Colombia no es mi país de nacimiento, pero ella le abrió sus brazos a muchos buenos cubanos como si de una segunda madre se tratara, y yo les agradezco ese gesto solidario; lo agradezco por todos esos hermanos a los que quiero entrañablemente, como al realizador Lilo Vilaplana, entre otros tantos artistas…
Y el domingo 2 de octubre, mientras se anunciaba todo el peligro que significaba para Cuba el huracán Matthew, yo recé para que ese otro peligro que significan las Fuerzas Armadas Revolucionarias-Ejército del Pueblo (FAR-EP), no se saliera con la suya, y recé para que ese pueblo los enfrentara y desconociera una paz pactada entre el gobierno y la guerrilla. Yo recé para que los delincuentes no pudieran exhibir sus rostros de atracadores junto a los buenos patriotas. Y recordé a la amiga colombiana cuando me escuchó guardando silencio; debatiéndose quizá entre esos dos polos tan opuestos.
“Yo necesito hacerlo por los míos”, dijo aquella vez mi amiga. “Yo no soportaría que mis hijos tuvieran que sufrir con esta guerra”.
“Cierto”, le dije, “pero sufrirán más que tú. El sufrimiento de ellos será peor, porque a ese dolor se añadirá el que les llegué tras la debilidad de unos padres que no supieron elegir un buen futuro para sus hijos. Dejarlos entrar en la política, podría ser el error más devastador para la política colombiana…”

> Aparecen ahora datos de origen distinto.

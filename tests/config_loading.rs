use std::error::Error;
use std::fs;
use std::path::PathBuf;

use watchnpm::config::{default_config_path, load_and_validate};
use watchnpm::errors::WatchnpmError;

type TestResult = Result<(), Box<dyn Error>>;

fn write_config(contents: &str) -> Result<(tempfile::TempDir, PathBuf), Box<dyn Error>> {
    let tmp = tempfile::tempdir()?;
    let path = tmp.path().join("Watchnpm.toml");
    fs::write(&path, contents)?;
    Ok((tmp, path))
}

#[test]
fn loads_a_complete_config() -> TestResult {
    let (_tmp, path) = write_config(
        r#"
[server]
port = 7777

[commands]
build = "npm run build"
test  = "npm test"
run   = "npm run dev"
start = "npm start"
serve = "npx serve build"
"#,
    )?;

    let cfg = load_and_validate(&path)?;
    assert_eq!(cfg.server.port, 7777);
    assert_eq!(cfg.commands.build, "npm run build");
    assert_eq!(cfg.commands.serve, "npx serve build");
    Ok(())
}

#[test]
fn run_command_is_optional() -> TestResult {
    let (_tmp, path) = write_config(
        r#"
[server]
port = 7777

[commands]
build = "npm run build"
test  = "npm test"
start = "npm start"
serve = "npx serve build"
"#,
    )?;

    let cfg = load_and_validate(&path)?;
    assert_eq!(cfg.commands.run, "");
    Ok(())
}

#[test]
fn missing_commands_section_is_fatal() -> TestResult {
    let (_tmp, path) = write_config("[server]\nport = 7777\n")?;

    let result = load_and_validate(&path);
    assert!(matches!(result, Err(WatchnpmError::Config(_))));
    Ok(())
}

#[test]
fn missing_required_command_key_is_fatal() -> TestResult {
    let (_tmp, path) = write_config(
        r#"
[server]
port = 7777

[commands]
test  = "npm test"
start = "npm start"
serve = "npx serve build"
"#,
    )?;

    let result = load_and_validate(&path);
    assert!(matches!(result, Err(WatchnpmError::Config(_))));
    Ok(())
}

#[test]
fn zero_port_is_rejected() -> TestResult {
    let (_tmp, path) = write_config(
        r#"
[server]
port = 0

[commands]
build = ""
test  = ""
start = ""
serve = ""
"#,
    )?;

    let result = load_and_validate(&path);
    assert!(matches!(result, Err(WatchnpmError::Config(_))));
    Ok(())
}

#[test]
fn missing_file_is_fatal() -> TestResult {
    let tmp = tempfile::tempdir()?;

    let result = load_and_validate(tmp.path().join("nope.toml"));
    assert!(matches!(result, Err(WatchnpmError::Config(_))));
    Ok(())
}

#[test]
fn empty_command_values_are_allowed() -> TestResult {
    let (_tmp, path) = write_config(
        r#"
[server]
port = 7777

[commands]
build = ""
test  = ""
start = ""
serve = ""
"#,
    )?;

    let cfg = load_and_validate(&path)?;
    assert_eq!(cfg.commands.build, "");
    Ok(())
}

#[test]
fn default_path_is_project_local() -> TestResult {
    assert_eq!(default_config_path(), PathBuf::from("Watchnpm.toml"));
    Ok(())
}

Cuando el huracán Mattew entró en Cuba, concentré mis rezos en esos hijos de mi tierra. Después de que ganara el no en Colombia, elevé mis plegarias por esos cubanos del extremo más oriental del país, por esos que enfrentarían, y enfrentaron, un terrible castigo de la naturaleza, por esos que no tenían una casa que resguardara sus vidas, por esos que trabajaron tanto y solo consiguieron los peores alimentos, esos alimentos que solo consiguen alargar sus agonías, por esos que, miserablemente, pasan los días, los meses y los años.
Yo rezaba por mis hermanos del oriente del país, y el presidente Juan Manuel Santos se reunía con el expresidente Álvaro Uribe Vélez, quien antes fuera su maestro y quien mucho le enseñó de lo que hoy conoce de política, y que le mostró los caminos que debían llevarlos a un país mejor; pero eso sucedió antes que Santos mordiera su mano. Yo rogaba por mis hermanos orientales y no dejaba de pensar en esa reunión entre Santos y el expresidente que debió concretarse al principio de las negociaciones entre el Gobierno y las FARC-EP. ¿Cuánto dinero y tiempo se hubiesen ahorrado todas las partes de haberse adelantado el encuentro?
Ahora llegaba el ciclón a Cuba, y a Colombia otro premio Nobel, esta vez para el Presidente Juan Manuel Santos… La isla era azotada por un gran evento meteorológico, y Colombia celebraba un nuevo premio que no era capaz de mostrar el mejor camino a sus hijos. Aquel comité europeo entregó el galardón, ignorando que son muchas las veces en las que la “paz” huele a pólvora. Baracoa recibía entonces un castigo que traía lo peor para sus habitantes.
Pese a todo me gustaría confiar en que la experiencia colombiana servirá para obtener la paz, sin que se vean obligados a otorgar reconocimiento y oportunidades a quienes solo merecen ser enfrentados por una justicia que los lleve a cumplir con las condenas que merecen. Y si así no fuera, entonces habrá que regresar a las zonas de operaciones y vencerlos allí, en ese lugar desde el que ahora amenazan otra vez.
Si los colombianos no enfrentan a esos oportunistas conocerán muy bien de esos planes de desestabilización nacional y regional que ya deben estar trazados, y que podrían poner a esos bandidos en el Palacio de Nariño. En el futuro inmediato de mis hermanos cubanos no hay ningún palacio, a ellos los esperan las casas destrozadas y una gran desolación.